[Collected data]
=== Begin Enclosure ===

//! Handles OpenID Connect discovery and JWKS endpoints

use axum::{extract::State, response::Json};
use serde_json::{Value, json};

use super::context::AppState;
use crate::oauth::types::STANDARD_SCOPES;

/// OpenID Connect Configuration handler
/// GET /.well-known/openid-configuration
///
/// Returns OpenID Provider metadata as specified by OpenID Connect Discovery
/// 1.0. Endpoint URLs are the issuer with fixed suffixes appended.
pub async fn openid_configuration_handler(State(state): State<AppState>) -> Json<Value> {
    let issuer = &state.config.external_base;
    let metadata = json!({
        "issuer": issuer,
        "authorization_endpoint": format!("{}/authorize", issuer),
        "token_endpoint": format!("{}/token", issuer),
        "userinfo_endpoint": format!("{}/userinfo", issuer),
        "jwks_uri": format!("{}/jwks", issuer),
        "end_session_endpoint": format!("{}/logout", issuer),
        "response_types_supported": ["code"],
        "subject_types_supported": ["public"],
        "id_token_signing_alg_values_supported": ["RS256"],
        "scopes_supported": STANDARD_SCOPES
    });

    Json(metadata)
}

/// JWKS (JSON Web Key Set) handler
/// GET /jwks
///
/// ID tokens are currently signed with a server-held symmetric key, which has
/// no publishable component, so the key set is empty. An asymmetric signing
/// deployment would expose its public keys here.
pub async fn jwks_handler() -> Json<Value> {
    Json(json!({ "keys": [] }))
}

=== End Enclosure ===

### Work instructions
Nothing in the records above may be left out when you repeat them exactly.

### Finished task
//! Handles OpenID Connect discovery and JWKS endpoints

use axum::{extract::State, response::Json};
use serde_json::{Value, json};

use super::context::AppState;
use crate::oauth::types::STANDARD_SCOPES;

/// OpenID Connect Configuration handler
/// GET /.well-known/openid-configuration
///
/// Returns OpenID Provider metadata as specified by OpenID Connect Discovery
/// 1.0. Endpoint URLs are the issuer with fixed suffixes appended.
pub async fn openid_configuration_handler(State(state): State<AppState>) -> Json<Value> {
    let issuer = &state.config.external_base;
    let metadata = json!({
        "issuer": issuer,
        "authorization_endpoint": format!("{}/authorize", issuer),
        "token_endpoint": format!("{}/token", issuer),
        "userinfo_endpoint": format!("{}/userinfo", issuer),
        "jwks_uri": format!("{}/jwks", issuer),
        "end_session_endpoint": format!("{}/logout", issuer),
        "response_types_supported": ["code"],
        "subject_types_supported": ["public"],
        "id_token_signing_alg_values_supported": ["RS256"],
        "scopes_supported": STANDARD_SCOPES
    });

    Json(metadata)
}

/// JWKS (JSON Web Key Set) handler
/// GET /jwks
///
/// ID tokens are currently signed with a server-held symmetric key, which has
/// no publishable component, so the key set is empty. An asymmetric signing
/// deployment would expose its public keys here.
pub async fn jwks_handler() -> Json<Value> {
    Json(json!({ "keys": [] }))
}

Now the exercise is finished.